Monday, January 26, 2015

The Real Poetry Programme

The earliest etymology for (poet) 'fili', appears in Cormac's (10C) Glossary containing 1400 words, already by then very arcane - and was first translated into English in the middle of the 19C by Kilkenny language scholar John O'Donovan, and it is derived from 'Li' - 'splendour' in praise' and 'Fi' - 'toxic/poisonous' in satire'.

Thus it is said are the two halves of a poet's tongue. Praise and Satire. Or more usually the threat of being satirized, was a way that the highly educated forty generations of courtly lawyer poets in the Gaelic literary tradition, that underwent a training of 12 years to qualify as the linguistic equivalent of a brain surgeon, made sure they were paid for what they wrote.
A syllabus composed of a voluminous amount of information that is widely translated and has been easily accessible in English since the beginning of the 21C. 

Before a full blown legally binding satire was written the subject was named and forewarned to engage in mediation and settle the case or a satire would be composed about them, in a composition called Trefhocal, 'three words', usually two words of praise and one of satire, that were considered normal use when writing poems and other texts addressing those the poets were seeking payment from for their writing services. The trefhocal named the subject and date and time of the injury, then the word of praise, followed by a word of satire hinting at what would follow if the issue was not amicably resolved.

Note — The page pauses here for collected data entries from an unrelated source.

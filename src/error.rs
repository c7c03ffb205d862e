//! Error types for the agent engine

use thiserror::Error;

/// Result type alias using our Error type
pub type Result<T> = std::result::Result<T, Error>;

/// Main error type for the engine
#[derive(Error, Debug)]
pub enum Error {
    /// HTTP transport error (connection failure, body read failure)
    #[error("HTTP request failed: {0}")]
    Http(#[from] reqwest::Error),

    /// JSON serialization/deserialization error
    #[error("JSON error: {0}")]
    Json(#[from] serde_json::Error),

    /// Invalid configuration
    #[error("Invalid configuration: {0}")]
    Config(String),

    /// The remote API rejected the request with a non-success status
    #[error("Remote rejected request ({status}): {body}")]
    Api { status: u16, body: String },

    /// Streaming error after a successful response status
    #[error("Streaming error: {0}")]
    Stream(String),

    /// A client-side tool was requested but no executor is installed
    #[error("No tool executor configured for tool '{tool}'")]
    MissingExecutor { tool: String },

    /// Tool lookup or dispatch error
    #[error("Tool execution error: {0}")]
    Tool(String),

    /// Invalid input
    #[error("Invalid input: {0}")]
    InvalidInput(String),

    /// Timeout error
    #[error("Request timeout")]
    Timeout,

    /// Other errors
    #[error("Error: {0}")]
    Other(String),
}

impl Error {
    /// Create a new config error
    pub fn config(msg: impl Into<String>) -> Self {
        Error::Config(msg.into())
    }

    /// Create a "remote rejected request" error
    pub fn api(status: u16, body: impl Into<String>) -> Self {
        Error::Api {
            status,
            body: body.into(),
        }
    }

    /// Create a new stream error
    pub fn stream(msg: impl Into<String>) -> Self {
        Error::Stream(msg.into())
    }

    /// Create a new tool error
    pub fn tool(msg: impl Into<String>) -> Self {
        Error::Tool(msg.into())
    }

    /// Create a missing-executor error for the named tool
    pub fn missing_executor(tool: impl Into<String>) -> Self {
        Error::MissingExecutor { tool: tool.into() }
    }

    /// Create a new invalid input error
    pub fn invalid_input(msg: impl Into<String>) -> Self {
        Error::InvalidInput(msg.into())
    }

    /// Create a new other error
    pub fn other(msg: impl Into<String>) -> Self {
        Error::Other(msg.into())
    }

    /// Create a timeout error
    pub fn timeout() -> Self {
        Error::Timeout
    }

    /// HTTP status carried by this error, when the remote produced one
    pub fn status(&self) -> Option<u16> {
        match self {
            Error::Api { status, .. } => Some(*status),
            Error::Http(e) => e.status().map(|s| s.as_u16()),
            _ => None,
        }
    }
}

In this way bardic satire was a form of weaponised poetry that kept the poets' patrons and their enemies their writings addressed, on their toes; knowing that if they crossed a line or refused payment they would be done in in toxic satirical language and be made to look very very silly in the act of being humiliated and ridiculed in what were effectively legal documents.

Think of the satirists today, in America, Colbert and Stewart, as powerful in contemporary American culture as an Ard Ollamh was in Medieval Gaelic culture. Made up of a patchwork of 250 various sized Tuatha. An area of land and social unit consisting of anywhere between several extended families to many more than this. Because it was an island at the edge of the mainland, as Yeats said, the (Bronze) Heroic Age lived on a 1000 years longer than the rest of Europe, and explains why the Iron Age clan system of Ireland was still in place until 29 March 1603.

At which point it ended, on the floor of Mellifont Abbey, with the final O'Neil Mór, Hugh O'Neill, spread-eagled submitting his neck to the tip of (Lord Mountjoy) Charles Blount's sword, pleading pardon for his actions and swearing to be loyal to the crown and not seek further assistance from foreign powers. After a decade of continual seasonal conflict caught unawares by the English winter campaign of 1602, and coming into surrender, submit and seek terms. And ending the final Nine Year War (1594 - 1603) between England and Ireland, after which the Ulster (and Munster) plantation began. 


In the Treaty of Mellifont O'Neil was granted pardon and restored as the Earl of Tyrone. Brehon law was to be replaced with English law. The Hiberno-Noman Earls were no longer permitted to support the Gaelic Bards. English would be the official language. Catholic Colleges were banned, and most of the great Gaelic Scholars were left with no option but to continue their studies in Europe.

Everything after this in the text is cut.